Exercise prompt — All of the records are to be reproduced exactly.

Stored data entries —
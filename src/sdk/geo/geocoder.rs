use super::distance::Coord;
use super::error::{GeocodeError, GeocoderErrorPayload};
use crate::sdk::util::rate_limit::{self, Limiter};
use reqwest::blocking::Client;
use serde::Deserialize;
use std::time::Duration;

/// Resolves a free-text address to a coordinate pair.
///
/// Implementations must fail silently: every upstream problem (network,
/// bad payload, empty result set) is logged where it happens and comes
/// back to the caller as `None`.
pub trait Geocoder {
    fn resolve(&self, address: &str) -> Option<Coord>;
}

// --- Data structures for parsing geocoder responses ---

#[derive(Deserialize)]
struct GeocodeResponse {
    response: ResponseBody,
}

#[derive(Deserialize)]
struct ResponseBody {
    #[serde(rename = "GeoObjectCollection")]
    collection: GeoObjectCollection,
}

#[derive(Deserialize)]
struct GeoObjectCollection {
    #[serde(rename = "featureMember")]
    feature_member: Vec<FeatureMember>,
}

#[derive(Deserialize)]
struct FeatureMember {
    #[serde(rename = "GeoObject")]
    geo_object: GeoObject,
}

#[derive(Deserialize)]
struct GeoObject {
    #[serde(rename = "Point")]
    point: Point,
}

#[derive(Deserialize)]
struct Point {
    // "lon lat", space-separated
    pos: String,
}

/// HTTP client for the Yandex geocoding API.
pub struct YandexGeocoder {
    client: Client,
    api_key: String,
    base_url: String,
    limiter: Limiter,
}

impl YandexGeocoder {
    pub fn new(api_key: String, limiter: Limiter) -> Self {
        Self {
            client: Client::builder()
                .timeout(Duration::from_secs(10))
                .build()
                .expect("failed to construct HTTP client"),
            api_key,
            base_url: "https://geocode-maps.yandex.ru/1.x".to_string(),
            limiter,
        }
    }

    /// Overrides the API endpoint, for a self-hosted mirror.
    pub fn with_base_url(mut self, base_url: String) -> Self {
        self.base_url = base_url;
        self
    }

    fn try_resolve(&self, address: &str) -> Result<Option<Coord>, GeocodeError> {
        rate_limit::wait(&self.limiter);
        log::debug!("[GEOCODER] Calling remote geocoder for \"{}\"", address);

        let response = self
            .client
            .get(&self.base_url)
            .query(&[
                ("geocode", address),
                ("apikey", self.api_key.as_str()),
                ("format", "json"),
            ])
            .send()?;

        let status = response.status();
        let text = response.text()?;

        if !status.is_success() {
            // Try to parse the structured error first
            if let Ok(payload) = serde_json::from_str::<GeocoderErrorPayload>(&text) {
                return Err(GeocodeError::ApiError {
                    status: payload.status_code,
                    message: payload.message,
                });
            }
            return Err(GeocodeError::RawApiError {
                status: status.as_u16(),
                body: text,
            });
        }

        let parsed: GeocodeResponse = serde_json::from_str(&text)?;
        match parsed.response.collection.feature_member.first() {
            // The service orders results by relevance; only the first one counts.
            Some(found) => parse_pos(&found.geo_object.point.pos).map(Some),
            None => Ok(None),
        }
    }
}

impl Geocoder for YandexGeocoder {
    fn resolve(&self, address: &str) -> Option<Coord> {
        match self.try_resolve(address) {
            Ok(Some(coord)) => Some(coord),
            Ok(None) => {
                log::warn!("No geocode results for address \"{}\"", address);
                None
            }
            Err(err) => {
                log::error!("Geocoding failed for address \"{}\": {}", address, err);
                None
            }
        }
    }
}

fn parse_pos(pos: &str) -> Result<Coord, GeocodeError> {
    let mut parts = pos.split_whitespace();
    let lon = parts.next().and_then(|p| p.parse::<f64>().ok());
    let lat = parts.next().and_then(|p| p.parse::<f64>().ok());
    match (lat, lon) {
        (Some(latitude), Some(longitude)) => Ok(Coord {
            latitude,
            longitude,
        }),
        _ => Err(GeocodeError::MalformedPoint(pos.to_string())),
    }
}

Task answer —
filename src/sdk/geo/geocoder.rs
use super::distance::Coord;
use super::error::{GeocodeError, GeocoderErrorPayload};
use crate::sdk::util::rate_limit::{self, Limiter};
use reqwest::blocking::Client;
use serde::Deserialize;
use std::time::Duration;

/// Resolves a free-text address to a coordinate pair.
///
/// Implementations must fail silently: every upstream problem (network,
/// bad payload, empty result set) is logged where it happens and comes
/// back to the caller as `None`.
pub trait Geocoder {
    fn resolve(&self, address: &str) -> Option<Coord>;
}

// --- Data structures for parsing geocoder responses ---

#[derive(Deserialize)]
struct GeocodeResponse {
    response: ResponseBody,
}

#[derive(Deserialize)]
struct ResponseBody {
    #[serde(rename = "GeoObjectCollection")]
    collection: GeoObjectCollection,
}

#[derive(Deserialize)]
struct GeoObjectCollection {
    #[serde(rename = "featureMember")]
    feature_member: Vec<FeatureMember>,
}

#[derive(Deserialize)]
struct FeatureMember {
    #[serde(rename = "GeoObject")]
    geo_object: GeoObject,
}

#[derive(Deserialize)]
struct GeoObject {
    #[serde(rename = "Point")]
    point: Point,
}

#[derive(Deserialize)]
struct Point {
    // "lon lat", space-separated
    pos: String,
}

/// HTTP client for the Yandex geocoding API.
pub struct YandexGeocoder {
    client: Client,
    api_key: String,
    base_url: String,
    limiter: Limiter,
}

impl YandexGeocoder {
    pub fn new(api_key: String, limiter: Limiter) -> Self {
        Self {
            client: Client::builder()
                .timeout(Duration::from_secs(10))
                .build()
                .expect("failed to construct HTTP client"),
            api_key,
            base_url: "https://geocode-maps.yandex.ru/1.x".to_string(),
            limiter,
        }
    }

    /// Overrides the API endpoint, for a self-hosted mirror.
    pub fn with_base_url(mut self, base_url: String) -> Self {
        self.base_url = base_url;
        self
    }

    fn try_resolve(&self, address: &str) -> Result<Option<Coord>, GeocodeError> {
        rate_limit::wait(&self.limiter);
        log::debug!("[GEOCODER] Calling remote geocoder for \"{}\"", address);

        let response = self
            .client
            .get(&self.base_url)
            .query(&[
                ("geocode", address),
                ("apikey", self.api_key.as_str()),
                ("format", "json"),
            ])
            .send()?;

        let status = response.status();
        let text = response.text()?;

        if !status.is_success() {
            // Try to parse the structured error first
            if let Ok(payload) = serde_json::from_str::<GeocoderErrorPayload>(&text) {
                return Err(GeocodeError::ApiError {
                    status: payload.status_code,
                    message: payload.message,
                });
            }
            return Err(GeocodeError::RawApiError {
                status: status.as_u16(),
                body: text,
            });
        }

        let parsed: GeocodeResponse = serde_json::from_str(&text)?;
        match parsed.response.collection.feature_member.first() {
            // The service orders results by relevance; only the first one counts.
            Some(found) => parse_pos(&found.geo_object.point.pos).map(Some),
            None => Ok(None),
        }
    }
}

impl Geocoder for YandexGeocoder {
    fn resolve(&self, address: &str) -> Option<Coord> {
        match self.try_resolve(address) {
            Ok(Some(coord)) => Some(coord),
            Ok(None) => {
                log::warn!("No geocode results for address \"{}\"", address);
                None
            }
            Err(err) => {
                log::error!("Geocoding failed for address \"{}\": {}", address, err);
                None
            }
        }
    }
}

fn parse_pos(pos: &str) -> Result<Coord, GeocodeError> {
    let mut parts = pos.split_whitespace();
    let lon = parts.next().and_then(|p| p.parse::<f64>().ok());
    let lat = parts.next().and_then(|p| p.parse::<f64>().ok());
    match (lat, lon) {
        (Some(latitude), Some(longitude)) => Ok(Coord {
            latitude,
            longitude,
        }),
        _ => Err(GeocodeError::MalformedPoint(pos.to_string())),
    }
}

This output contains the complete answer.